Desde el año 2014 la política española rompe moldes. Aquél nefasto ejercicio vio nacer los peores liderazgos que se recuerdan en nuestro país en esta etapa democrática, con un auge del populismo que alcanzó a la derecha y la izquierda en sus vertientes más extremas, y en igual medida contaminó al centro político hasta hacerlo inservible no muchos años después. De aquella generación de dirigentes nacidos del tapón del sumidero que desaguó la peor crisis económica y de valores de principios de siglo, sólo queda ya el actual inquilino de la Moncloa, que resiste las embestidas de la Justicia y de la debilidad parlamentaria derivada de su derrota en las urnas y su atrevimiento para formar un gobierno apoyado por lo mejor de cada casa. De los lodos que dejó el hundimiento financiero, España puede sacar conclusiones interesantes, pese a todo, porque en infinidad de aspectos de la vida pública han ocurrido cosas sin precedentes que nos aportan una experiencia impagable para el futuro. Ya no nos pillarán de sorpresa nunca.
Con Sánchez casi siempre es la primera vez. Nunca el principal partido de la izquierda se había visto obligado a expulsar a su líder, y en consecuencia jamás un secretario general socialista había reconquistado el poder interno tras convencer a las bases a base de olor a venganza y a represalias. Nunca un presidente había engañado a los electores jurándoles que no pactaría con partidos con los que se apresuró a gobernar en virtud de acuerdos anunciados sólo doce horas después de cerrar las urnas. Hasta su largo período actual de esplendor, no conocíamos a un candidato cuya presidencia dependiera de formaciones políticas dispuestas a despedazar el proyecto común que es la nación, y mucho menos que les tuviera que pagar a cambio altísimos precios en forma de indultos, amnistías y palacetes. Ningún aspirante a presidente había asumido la gloria de la derrota, las mieles de la jefatura del gobierno habiendo perdido frente a su adversario, con la naturalidad que él lo ha hecho. Es también la primera vez que un gobierno depende del voto de un partido dirigido por un prófugo de la Justicia para salvar votaciones como la del decreto minibús, que previsiblemente la permite augurar el apoyo independentista de aquella manera a los Presupuestos y llegar al final de la legislatura encadenando trompicones como el saltador de vallas que llega a la meta tras haber derribado varios obstáculos: exhausto pero ganador.

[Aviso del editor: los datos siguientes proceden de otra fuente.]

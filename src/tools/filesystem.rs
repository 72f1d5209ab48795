//! 沙箱文件系统工具
//!
//! SafeFs 绑定输出根目录，所有路径先做词法校验（禁止 `..` 与绝对路径），再 canonicalize 确认仍在根下；
//! FileWriteTool / FileReadTool 基于 SafeFs 提供 `file_write_safe` / `file_read_safe`。

use std::path::{Path, PathBuf};
use std::sync::Arc;

use async_trait::async_trait;
use serde_json::{json, Value};

use crate::blackboard::normalize_relative;
use crate::core::Clock;
use crate::tools::rate_limit::RateLimiter;
use crate::tools::{Tool, ToolError};

/// 单次写入上限
pub const MAX_BYTES: usize = 256 * 1024;

/// 沙箱文件系统：路径相对 root_dir，结果路径带上对外前缀（如 `out/notes.md`）
#[derive(Debug, Clone)]
pub struct SafeFs {
    root_dir: PathBuf,
    prefix: String,
}

impl SafeFs {
    pub fn new(root_dir: impl AsRef<Path>, prefix: &str) -> Self {
        Self {
            root_dir: root_dir.as_ref().to_path_buf(),
            prefix: prefix.trim_matches('/').to_string(),
        }
    }

    /// 词法校验，返回 (磁盘路径, 规范化相对路径)
    fn lexical(&self, path: &str) -> Result<(PathBuf, String), ToolError> {
        if path.trim().is_empty() {
            return Err(ToolError::InvalidArgs("invalid path".into()));
        }
        let parts = normalize_relative(path).ok_or_else(|| ToolError::PathEscape(path.to_string()))?;
        if parts.is_empty() {
            return Err(ToolError::InvalidArgs("invalid path".into()));
        }
        let rel = parts.join("/");
        Ok((self.root_dir.join(&rel), rel))
    }

    fn ensure_inside(&self, original: &str, existing: &Path) -> Result<(), ToolError> {
        let root = self
            .root_dir
            .canonicalize()
            .unwrap_or_else(|_| self.root_dir.clone());
        match existing.canonicalize() {
            Ok(canonical) if canonical.starts_with(&root) => Ok(()),
            Ok(_) => Err(ToolError::PathEscape(original.to_string())), // 经符号链接跳出
            Err(e) => Err(ToolError::Failed(e.to_string())),
        }
    }

    pub fn write_file(&self, path: &str, text: &str) -> Result<String, ToolError> {
        if text.len() > MAX_BYTES {
            return Err(ToolError::TooLarge {
                size: text.len(),
                limit: MAX_BYTES,
            });
        }
        let (target, rel) = self.lexical(path)?;
        let parent = target
            .parent()
            .ok_or_else(|| ToolError::InvalidArgs("invalid path".into()))?;
        std::fs::create_dir_all(parent).map_err(|e| ToolError::Failed(format!("Write failed: {e}")))?;
        self.ensure_inside(path, parent)?;
        if target.exists() {
            self.ensure_inside(path, &target)?;
        }
        std::fs::write(&target, text).map_err(|e| ToolError::Failed(format!("Write failed: {e}")))?;
        Ok(format!("{}/{}", self.prefix, rel))
    }

    pub fn read_file(&self, path: &str) -> Result<String, ToolError> {
        let (target, _) = self.lexical(path)?;
        if !target.is_file() {
            return Err(ToolError::NotFound(path.to_string()));
        }
        self.ensure_inside(path, &target)?;
        let bytes = std::fs::read(&target).map_err(|e| ToolError::Failed(format!("Read failed: {e}")))?;
        Ok(String::from_utf8_lossy(&bytes).into_owned())
    }
}

fn str_arg<'a>(args: &'a Value, key: &str) -> Result<&'a str, ToolError> {
    args.get(key)
        .and_then(Value::as_str)
        .ok_or_else(|| ToolError::InvalidArgs(format!("{key} must be string")))
}

/// `file_write_safe`：写文本到沙箱，返回 `{"path": "out/<rel>"}`
pub struct FileWriteTool {
    fs: SafeFs,
    limiter: RateLimiter,
}

impl FileWriteTool {
    pub fn new(fs: SafeFs, per_minute: u32, clock: Arc<dyn Clock>) -> Self {
        Self {
            fs,
            limiter: RateLimiter::new("file_write_safe", per_minute, clock),
        }
    }
}

#[async_trait]
impl Tool for FileWriteTool {
    fn name(&self) -> &str {
        "file_write_safe"
    }

    fn description(&self) -> &str {
        "Write UTF-8 text under the output root. Args: {\"path\": \"relative path\", \"text\": \"content\"}"
    }

    fn parameters_schema(&self) -> Value {
        json!({
            "type": "object",
            "properties": {
                "path": {"type": "string"},
                "text": {"type": "string"}
            },
            "required": ["path", "text"]
        })
    }

    async fn execute(&self, args: Value) -> Result<Value, ToolError> {
        self.limiter.acquire()?;
        let path = str_arg(&args, "path")?;
        let text = str_arg(&args, "text")?;
        tracing::info!(path = %path, bytes = text.len(), "file_write_safe execute");
        let written = self.fs.write_file(path, text)?;
        Ok(json!({ "path": written }))
    }
}

/// `file_read_safe`：读取沙箱内文件，返回 `{"text": ..}`
pub struct FileReadTool {
    fs: SafeFs,
    limiter: RateLimiter,
}

impl FileReadTool {
    pub fn new(fs: SafeFs, per_minute: u32, clock: Arc<dyn Clock>) -> Self {
        Self {
            fs,
            limiter: RateLimiter::new("file_read_safe", per_minute, clock),
        }
    }
}

#[async_trait]
impl Tool for FileReadTool {
    fn name(&self) -> &str {
        "file_read_safe"
    }

    fn description(&self) -> &str {
        "Read a file under the output root. Args: {\"path\": \"relative path\"}"
    }

    fn parameters_schema(&self) -> Value {
        json!({
            "type": "object",
            "properties": {"path": {"type": "string"}},
            "required": ["path"]
        })
    }

    async fn execute(&self, args: Value) -> Result<Value, ToolError> {
        self.limiter.acquire()?;
        let path = str_arg(&args, "path")?;
        tracing::info!(path = %path, "file_read_safe execute");
        let text = self.fs.read_file(path)?;
        Ok(json!({ "text": text }))
    }
}

#[cfg(test)]
mod tests {
    use super::*;
    use crate::core::SystemClock;
    use tempfile::TempDir;

    fn tools(dir: &TempDir) -> (FileWriteTool, FileReadTool) {
        let fs = SafeFs::new(dir.path(), "out");
        (
            FileWriteTool::new(fs.clone(), 60, Arc::new(SystemClock)),
            FileReadTool::new(fs, 120, Arc::new(SystemClock)),
        )
    }

    #[tokio::test]
    async fn test_write_then_read() {
        let dir = TempDir::new().unwrap();
        let (w, r) = tools(&dir);
        let out = w
            .execute(json!({"path": "sub/notes.md", "text": "- a\n"}))
            .await
            .unwrap();
        assert_eq!(out, json!({"path": "out/sub/notes.md"}));
        assert!(dir.path().join("sub/notes.md").exists());
        let read = r.execute(json!({"path": "sub/notes.md"})).await.unwrap();
        assert_eq!(read["text"], "- a\n");
    }

    #[tokio::test]
    async fn test_traversal_and_absolute_rejected() {
        let dir = TempDir::new().unwrap();
        let (w, r) = tools(&dir);
        let err = w
            .execute(json!({"path": "../escape.md", "text": "x"}))
            .await
            .unwrap_err();
        assert!(matches!(err, ToolError::PathEscape(_)));
        let err = r.execute(json!({"path": "/etc/passwd"})).await.unwrap_err();
        assert!(matches!(err, ToolError::PathEscape(_)));
    }

    #[tokio::test]
    async fn test_payload_cap_and_missing_file() {
        let dir = TempDir::new().unwrap();
        let (w, r) = tools(&dir);
        let big = "x".repeat(MAX_BYTES + 1);
        let err = w
            .execute(json!({"path": "big.txt", "text": big}))
            .await
            .unwrap_err();
        assert!(matches!(err, ToolError::TooLarge { .. }));
        let err = r.execute(json!({"path": "nope.md"})).await.unwrap_err();
        assert!(matches!(err, ToolError::NotFound(_)));
    }

    #[tokio::test]
    async fn test_write_rate_limited() {
        let dir = TempDir::new().unwrap();
        let fs = SafeFs::new(dir.path(), "out");
        let w = FileWriteTool::new(fs, 1, Arc::new(crate::core::ManualClock::default()));
        w.execute(json!({"path": "a.md", "text": "1"})).await.unwrap();
        let err = w
            .execute(json!({"path": "b.md", "text": "2"}))
            .await
            .unwrap_err();
        assert_eq!(err.code(), "RATE_LIMIT");
    }

    #[cfg(unix)]
    #[test]
    fn test_symlink_out_of_root_rejected() {
        let dir = TempDir::new().unwrap();
        let outside = TempDir::new().unwrap();
        std::os::unix::fs::symlink(outside.path(), dir.path().join("link")).unwrap();
        let fs = SafeFs::new(dir.path(), "out");
        let err = fs.write_file("link/x.md", "x").unwrap_err();
        assert!(matches!(err, ToolError::PathEscape(_)));
    }
}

El catálogo de "primeras veces" se ha incrementado con los últimos acontecimientos judiciales hasta límites nunca imaginados. Primer presidente con su pareja imputada en los juzgados, con su hermano imputado, y primer fiscal del Estado que traspasa la entrada noble del Tribunal Supremo para declarar por algo que en teoría él debe perseguir, y no al revés: la comisión de un posible delito. Y lo mejor de todo no es el rosario de hechos inéditos que hemos relatado, sino la displicencia y suficiencia, el complejo de superioridad con el que todos los que tiene alrededor ocupan el espacio público dejando claro que nadie va a moverlos de ahí.